Show that $h'(x) \ge 0$ for $x \gt 0$ and that $h(1)=0$. This implies that $h(x)$ is monotonically increasing. Using the fact that $h(1)=0$ it implies that $f(x) \lt g(x)$ for $x \lt 1$ and $f(x) \gt g(x)$ for $x \gt 1$.

Note that $l(x) \gt 0$ and $x^2+x+1 > 0$ for $x \gt 0$, which means that the inequality for $f$ and $g$ implies the inequality for the original functions (e.g. we just square the initial functions).

Proof: $$l'(x) = \frac{1}{1-x} - \frac{1}{e^{1-x}-1}$$ $$l'(1) = \lim_{x \to 1} \frac{e^{1-x} - (1-x)}{(1-x)(e^{1-x}-1)} = \lim_{x \to 1} \frac{1 -e^{1-x}}{(1-e^{1-x}) + (x-1)e^{1-x}}$$ $$l'(1) = \lim_{x \to 1} \frac{e^{1-x}}{e^{1-x} + e^{1-x} + (1-x)e^{1-x}} = \lim_{x \to 1} \frac{1}{3 - x} = \frac{1}{2}$$ $$f'(x) = 6 l(x) l'(x)$$ $$g'(x) = 2x+1 $$ $$h'(x) = f'(x) - g'(x)$$

We want to show that $h'(x) \ge 0$. A sufficient condition for this is that $h''(x) = 0$ has a unique solution $x^*$ for $ x \gt 0$ and that it is a monotonically increasing function ($h''(x)$).
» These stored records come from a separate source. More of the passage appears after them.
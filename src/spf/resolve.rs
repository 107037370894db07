use std::collections::HashSet;

use super::{
    MalformedReason, ResolverErrorPolicy, SpfError, SpfIpAddress, SpfIpNetwork, SpfIssue,
    SpfOptions, SpfPrefix, SpfRecord,
    mechanism::{CidrLengths, Term},
};
use crate::dns::{DnsResolver, ResolutionError, normalize_name};
use crate::net::IpNetwork;

/// Resolve the SPF policy published by `domain`.
///
/// Returns the records in depth-first token order: the root record first,
/// then one record per successfully expanded `include`/`redirect`. An empty
/// vector means the domain publishes no `v=spf1` TXT record.
pub fn resolve_with_resolver<R>(
    resolver: &R,
    domain: &str,
    options: &SpfOptions,
) -> Result<Vec<SpfRecord>, SpfError>
where
    R: DnsResolver + ?Sized,
{
    let ascii = normalize_domain(domain)?;
    let Some(raw) = resolver.get_spf_txt(&ascii)?.into_iter().next() else {
        spf_debug!("no SPF record published at {ascii}");
        return Ok(Vec::new());
    };

    Engine::new(resolver, options).parse(&ascii, &ascii, &raw, 0)
}

/// Parse an SPF record already fetched for `domain`, expanding its
/// mechanisms through `resolver`.
pub fn parse_record<R>(
    resolver: &R,
    domain: &str,
    raw: &str,
    options: &SpfOptions,
) -> Result<Vec<SpfRecord>, SpfError>
where
    R: DnsResolver + ?Sized,
{
    let ascii = normalize_domain(domain)?;
    Engine::new(resolver, options).parse(&ascii, &ascii, raw, 0)
}

pub(crate) fn normalize_domain(domain: &str) -> Result<String, SpfError> {
    let trimmed = domain.trim().trim_end_matches('.');
    if trimmed.is_empty() {
        return Err(SpfError::EmptyDomain);
    }
    idna::domain_to_ascii(trimmed).map_err(SpfError::idna)
}

/// State shared by every nested parse of one resolution.
struct Engine<'a, R: ?Sized> {
    resolver: &'a R,
    options: &'a SpfOptions,
    visited: HashSet<String>,
}

impl<'a, R> Engine<'a, R>
where
    R: DnsResolver + ?Sized,
{
    fn new(resolver: &'a R, options: &'a SpfOptions) -> Self {
        Self {
            resolver,
            options,
            visited: HashSet::new(),
        }
    }

    fn parse(
        &mut self,
        domain: &str,
        source: &str,
        raw: &str,
        depth: usize,
    ) -> Result<Vec<SpfRecord>, SpfError> {
        let tokens: Vec<&str> = raw.split(' ').filter(|token| !token.is_empty()).collect();
        if tokens.len() < 2 {
            return Err(SpfError::malformed(raw, MalformedReason::TooFewTokens));
        }

        // The last `v=` wins even after a terminal; reject before expanding so a
        // malformed branch leaves nothing behind in `visited`.
        let version = tokens
            .iter()
            .copied()
            .filter_map(|token| match Term::parse(token) {
                Term::Version(value) => Some(value),
                _ => None,
            })
            .last();
        if !version.is_some_and(|value| value.eq_ignore_ascii_case("spf1")) {
            let reason = MalformedReason::InvalidVersion {
                version: version.map(str::to_string),
            };
            return Err(SpfError::malformed(raw, reason));
        }

        spf_debug!("parsing SPF record of {source} for {domain} at depth {depth}: {raw}");
        self.visited.insert(normalize_name(source));

        let mut record = SpfRecord::new(domain, source, raw, depth);
        let mut nested = Vec::new();
        let mut terminal = false;

        for token in tokens {
            match Term::parse(token) {
                Term::Version(value) => record.set_version(value),
                _ if terminal => {}
                Term::Ip { prefix, value } => record.push_entry(prefix, value),
                Term::Include(target) => {
                    record.push_entry(SpfPrefix::Include, target);
                    self.expand(&mut record, &mut nested, target)?;
                }
                Term::Redirect(target) => {
                    record.push_entry(SpfPrefix::Redirect, target);
                    self.expand(&mut record, &mut nested, target)?;
                }
                Term::Host {
                    prefix,
                    malformed_cidr: true,
                    value,
                    ..
                } => {
                    spf_warn!("invalid mask in {prefix} mechanism {token} of {source}");
                    record.push_entry(SpfPrefix::InvalidNetwork, value);
                }
                Term::Host {
                    prefix,
                    target,
                    cidr,
                    value,
                    ..
                } => {
                    record.push_entry(prefix, value);
                    let host = target.unwrap_or(source);
                    if prefix == SpfPrefix::Mx {
                        self.resolve_mx(&mut record, host, token, cidr)?;
                    } else {
                        self.resolve_host(&mut record, host, token, cidr)?;
                    }
                }
                Term::Passthrough { prefix, value } => record.push_entry(prefix, value),
                Term::All(action) => {
                    record.set_final_action(action);
                    terminal = true;
                }
                Term::Exp(target) => {
                    record.push_entry(SpfPrefix::Exp, target);
                    if self.options.fetches_explanation() {
                        self.fetch_explanation(&mut record, target)?;
                    }
                }
                Term::Unknown => spf_debug!("ignoring unknown token {token} in {source}"),
            }
        }

        record.resolve_literals();

        let mut records = Vec::with_capacity(nested.len() + 1);
        records.push(record);
        records.append(&mut nested);
        Ok(records)
    }

    /// Follow an `include` or `redirect`; the target's records go to `nested`.
    fn expand(
        &mut self,
        record: &mut SpfRecord,
        nested: &mut Vec<SpfRecord>,
        target: &str,
    ) -> Result<(), SpfError> {
        if self.visited.contains(&normalize_name(target)) {
            spf_warn!("{target} already expanded, skipping (from {})", record.source());
            record.push_issue(SpfIssue::CycleDetected {
                domain: target.to_string(),
            });
            return Ok(());
        }

        let depth = record.depth() + 1;
        if depth > self.options.max_depth() {
            spf_warn!("depth limit reached before {target} (from {})", record.source());
            record.push_issue(SpfIssue::DepthExceeded {
                domain: target.to_string(),
                depth,
            });
            return Ok(());
        }

        let texts = match self.resolver.get_spf_txt(target) {
            Ok(texts) => texts,
            Err(err) => return self.tolerate(record, target, err),
        };
        if texts.is_empty() {
            spf_warn!("{target} publishes no SPF record (from {})", record.source());
            record.push_issue(SpfIssue::MissingRecord {
                domain: target.to_string(),
            });
            return Ok(());
        }

        let domain = record.domain().to_string();
        for text in texts {
            match self.parse(&domain, target, &text, depth) {
                Ok(mut records) => nested.append(&mut records),
                Err(SpfError::Malformed { reason, .. }) => {
                    spf_warn!("skipping malformed record of {target}: {reason}");
                    record.push_issue(SpfIssue::MalformedInclude {
                        domain: target.to_string(),
                        message: reason.to_string(),
                    });
                }
                Err(err) => return Err(err),
            }
        }
        Ok(())
    }

    /// `a` mechanism: A/AAAA answers of `host` feed the declaring record.
    fn resolve_host(
        &self,
        record: &mut SpfRecord,
        host: &str,
        token: &str,
        cidr: Option<CidrLengths>,
    ) -> Result<(), SpfError> {
        let addresses = match self.resolver.lookup_addresses(host) {
            Ok(addresses) => addresses,
            Err(err) => return self.tolerate(record, host, err),
        };

        let origin = format!("{host} {token}");
        for address in addresses {
            let Some(prefix_len) = cidr.and_then(|cidr| cidr.for_family(address.family())) else {
                record.push_address(SpfIpAddress::new(origin.clone(), address));
                continue;
            };
            match IpNetwork::new_masked(address, prefix_len) {
                Ok(network) => record.push_network(SpfIpNetwork::new(origin.clone(), network)),
                Err(err) => {
                    spf_warn!("cannot mask {address} from {origin}: {err}");
                    record.push_entry(SpfPrefix::InvalidNetwork, format!("{address}/{prefix_len}"));
                }
            }
        }
        Ok(())
    }

    /// `mx` mechanism: every exchange of `domain` is treated like an `a` target.
    fn resolve_mx(
        &self,
        record: &mut SpfRecord,
        domain: &str,
        token: &str,
        cidr: Option<CidrLengths>,
    ) -> Result<(), SpfError> {
        let hosts = match self.resolver.lookup_mx_hosts(domain) {
            Ok(hosts) => hosts,
            Err(err) => return self.tolerate(record, domain, err),
        };
        for host in hosts {
            self.resolve_host(record, &host, token, cidr)?;
        }
        Ok(())
    }

    fn fetch_explanation(&self, record: &mut SpfRecord, target: &str) -> Result<(), SpfError> {
        match self.resolver.get_txt(target) {
            Ok(texts) => {
                if let Some(text) = texts.into_iter().next() {
                    record.set_explanation(text);
                }
                Ok(())
            }
            Err(err) => self.tolerate(record, target, err),
        }
    }

    fn tolerate(
        &self,
        record: &mut SpfRecord,
        target: &str,
        err: ResolutionError,
    ) -> Result<(), SpfError> {
        match self.options.resolver_errors() {
            ResolverErrorPolicy::Abort => Err(SpfError::from(err)),
            ResolverErrorPolicy::Tolerate => {
                spf_warn!("lookup failed for {target} (from {}): {err}", record.source());
                record.push_issue(SpfIssue::LookupFailed {
                    target: target.to_string(),
                    message: err.to_string(),
                });
                Ok(())
            }
        }
    }
}
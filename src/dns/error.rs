use thiserror::Error;

use super::RecordType;

type BoxError = Box<dyn std::error::Error + Send + Sync + 'static>;

/// DNS failures other than "not found".
#[derive(Debug, Error)]
pub enum ResolutionError {
    #[error("resolver initialization failed: {source}")]
    ResolverInit {
        #[source]
        source: std::io::Error,
    },
    #[error("{record_type} lookup failed for {name}: {source}")]
    Lookup {
        name: String,
        record_type: RecordType,
        #[source]
        source: BoxError,
    },
    #[error("TXT record {name} contains invalid UTF-8 data: {source}")]
    TxtDataUtf8 {
        name: String,
        #[source]
        source: std::str::Utf8Error,
    },
}

impl ResolutionError {
    pub fn lookup(
        name: impl Into<String>,
        record_type: RecordType,
        source: impl Into<BoxError>,
    ) -> Self {
        Self::Lookup {
            name: name.into(),
            record_type,
            source: source.into(),
        }
    }

    pub(crate) fn resolver_init(source: std::io::Error) -> Self {
        Self::ResolverInit { source }
    }

    pub(crate) fn txt_data_utf8(name: impl Into<String>, source: std::str::Utf8Error) -> Self {
        Self::TxtDataUtf8 {
            name: name.into(),
            source,
        }
    }
}
use thiserror::Error;

use super::IpFamily;

/// Errors raised while parsing or masking addresses.
#[derive(Debug, Clone, PartialEq, Eq, Error)]
pub enum NetError {
    #[error("invalid IP address: {value}")]
    InvalidAddress { value: String },
    #[error("invalid network: {value}")]
    InvalidNetwork { value: String },
    #[error("prefix length {prefix} exceeds the {family} address width")]
    InvalidPrefix { prefix: u8, family: IpFamily },
}

impl NetError {
    pub(crate) fn invalid_address(value: impl Into<String>) -> Self {
        Self::InvalidAddress {
            value: value.into(),
        }
    }

    pub(crate) fn invalid_network(value: impl Into<String>) -> Self {
        Self::InvalidNetwork {
            value: value.into(),
        }
    }
}
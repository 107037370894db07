mod args;
mod output;

use anyhow::{Context, Result};
use spfcheck_lib::SystemResolver;

use std::io::{self, BufRead};

use crate::args::Cli;
use crate::output::DomainReport;

fn main() -> Result<()> {
    let cli = Cli::parse();

    let mut domains: Vec<String> = cli.domains.clone();
    if cli.stdin {
        for line in io::stdin().lock().lines() {
            let line = line.context("read stdin")?;
            let trimmed = line.trim();
            if !trimmed.is_empty() {
                domains.push(trimmed.to_string());
            }
        }
    }

    if domains.is_empty() {
        Cli::clap_command().print_help()?;
        println!();
        return Ok(());
    }

    let resolver =
        SystemResolver::with_options(&cli.resolver_options()).context("build DNS resolver")?;
    let options = cli.spf_options();

    let reports: Vec<DomainReport> = domains
        .iter()
        .map(|domain| DomainReport::resolve(&resolver, domain, &options))
        .collect();

    output::write_reports(&reports, &cli)?;

    // codes de sortie : 0 OK, 2 domaines à signaler, 1 fatal
    if output::any_flagged(&reports) {
        std::process::exit(2);
    }
    Ok(())
}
The condition implies that $h'(x)$ has a unique minimum and that is $x^*$. Furthermore, we will show that $h'(x^*) = 0$.

$$l''(x) = \frac{1}{(1-x)^2} - \frac{e^{1-x}}{(e^{1-x}-1)^2}$$ $$l''(1) = \lim_{x \to 1} \frac{(e^{1-x}-1)^2 - (1-x)^2 e^{1-x}}{(1-x)^2e^{1-x}-1)^2} = \frac{1}{12}$$ $$f''(x) = 6l(x)l''(x) + 6 l'(x)^2$$ $$g''(x) = 2$$ $$h''(x) = 6l(x)l''(x) + 6 l'(x)^2 - 2 $$ $$ h''(x) = 0 \iff l(x)l''(x) + l'(x)^2 = \frac{1}{3} $$

Now to proof this first note that $h''(1) = \frac{1}{3}$, thus our candidate $x^*=1$. Also, as expected $h'(1)=0$. To conclude the proof we need to show that $h''(x)$ is monotonically increasing for $x \gt 0$.

For now I need to prove it, but if you plot the function it looks like it is. My guess is you will need to proof in fact that $h'''(0) \gt 0$.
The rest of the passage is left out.